■ Requirement ■
From the entries, copy each line that includes "where".

* * *

//! # Installer Registry
//!
//! Maps each [`PackageManagerType`] to a factory building its driver, and
//! picks the driver to use on this host.
//!
//! ## Adding a New Manager
//!
//! 1. Create `src/packages/<manager>.rs` implementing [`Installer`]
//! 2. Add the variant to `core::types::PackageManagerType`
//! 3. Register it in `InstallerRegistry::register_defaults()`
//! 4. Place it in `preference_order()` for the OSes where it lives

use crate::core::types::PackageManagerType;
use crate::error::{Result, StackmatchError};
use crate::packages::Installer;
use crate::packages::runner::CommandRunner;
use crate::ui;
use crate::utils::platform::HostOs;
use std::collections::HashMap;
use std::sync::Arc;

/// Factory function for creating driver instances
pub type InstallerFactory = Box<dyn Fn(Arc<dyn CommandRunner>) -> Box<dyn Installer> + Send + Sync>;

pub struct InstallerRegistry {
    factories: HashMap<PackageManagerType, InstallerFactory>,
}

impl Default for InstallerRegistry {
    fn default() -> Self {
        let mut registry = Self::new();
        registry.register_defaults();
        registry
    }
}

impl InstallerRegistry {
    /// Create a new empty registry
    pub fn new() -> Self {
        Self {
            factories: HashMap::new(),
        }
    }

    pub fn register<F>(&mut self, kind: PackageManagerType, factory: F)
    where
        F: Fn(Arc<dyn CommandRunner>) -> Box<dyn Installer> + Send + Sync + 'static,
    {
        self.factories.insert(kind, Box::new(factory));
    }

    pub fn create(
        &self,
        kind: PackageManagerType,
        runner: Arc<dyn CommandRunner>,
    ) -> Result<Box<dyn Installer>> {
        let factory = self.factories.get(&kind).ok_or_else(|| {
            StackmatchError::Other(format!("No driver registered for {}", kind.display_name()))
        })?;
        Ok(factory(runner))
    }

    pub fn has_manager(&self, kind: PackageManagerType) -> bool {
        self.factories.contains_key(&kind)
    }

    /// Register the nine built-in drivers.
    pub fn register_defaults(&mut self) {
        use crate::packages::*;

        self.register(PackageManagerType::Apt, |runner| {
            Box::new(apt::AptInstaller::new(runner))
        });
        self.register(PackageManagerType::Dnf, |runner| {
            Box::new(rpm::RpmInstaller::dnf(runner))
        });
        self.register(PackageManagerType::Yum, |runner| {
            Box::new(rpm::RpmInstaller::yum(runner))
        });
        self.register(PackageManagerType::Pacman, |runner| {
            Box::new(pacman::PacmanInstaller::new(runner))
        });
        self.register(PackageManagerType::Snap, |runner| {
            Box::new(snap::SnapInstaller::new(runner))
        });
        self.register(PackageManagerType::Homebrew, |runner| {
            Box::new(brew::BrewInstaller::new(runner))
        });
        self.register(PackageManagerType::Chocolatey, |runner| {
            Box::new(chocolatey::ChocolateyInstaller::new(runner))
        });
        self.register(PackageManagerType::Scoop, |runner| {
            Box::new(scoop::ScoopInstaller::new(runner))
        });
        self.register(PackageManagerType::Winget, |runner| {
            Box::new(winget::WingetInstaller::new(runner))
        });
    }

    /// First available driver for `os`. A `preferred` manager, when given
    /// and available, wins over the OS list.
    pub fn detect(
        &self,
        os: &HostOs,
        preferred: Option<PackageManagerType>,
        runner: Arc<dyn CommandRunner>,
    ) -> Result<Box<dyn Installer>> {
        let order = preferred
            .into_iter()
            .chain(preference_order(os).iter().copied().filter(|k| Some(*k) != preferred));

        for kind in order {
            let Some(factory) = self.factories.get(&kind) else {
                continue;
            };
            let installer = factory(runner.clone());
            if installer.is_available() {
                ui::debug(&format!("Using {}", kind.display_name()));
                return Ok(installer);
            }
            if preferred == Some(kind) {
                ui::warning(&format!(
                    "Preferred package manager {} is not available, falling back",
                    kind.display_name()
                ));
            }
        }

        Err(StackmatchError::NoSupportedManagerFound { os: os.to_string() })
    }
}

/// Managers tried on each OS, most preferred first. Chocolatey leads on
/// Windows because its repository is the largest.
pub fn preference_order(os: &HostOs) -> &'static [PackageManagerType] {
    use PackageManagerType::*;
    match os {
        HostOs::Windows => &[Chocolatey, Scoop, Winget],
        HostOs::MacOs => &[Homebrew],
        HostOs::Linux | HostOs::Other(_) => &[Apt, Dnf, Yum, Pacman, Snap],
    }
}

/// Best driver for the running host.
pub fn detect_package_manager(runner: Arc<dyn CommandRunner>) -> Result<Box<dyn Installer>> {
    detect_package_manager_with(&HostOs::current(), None, runner)
}

pub fn detect_package_manager_with(
    os: &HostOs,
    preferred: Option<PackageManagerType>,
    runner: Arc<dyn CommandRunner>,
) -> Result<Box<dyn Installer>> {
    InstallerRegistry::default().detect(os, preferred, runner)
}

/// Driver for an explicitly chosen manager, failing when it is not installed.
pub fn create_installer(
    kind: PackageManagerType,
    runner: Arc<dyn CommandRunner>,
) -> Result<Box<dyn Installer>> {
    let installer = InstallerRegistry::default().create(kind, runner)?;
    if !installer.is_available() {
        return Err(StackmatchError::Other(format!(
            "{} is not available on this system ('{}' not found in PATH)",
            kind.display_name(),
            kind.executable()
        )));
    }
    Ok(installer)
}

* * *

■ Completed exercise ■
//! 4. Place it in `preference_order()` for the OSes where it lives
    where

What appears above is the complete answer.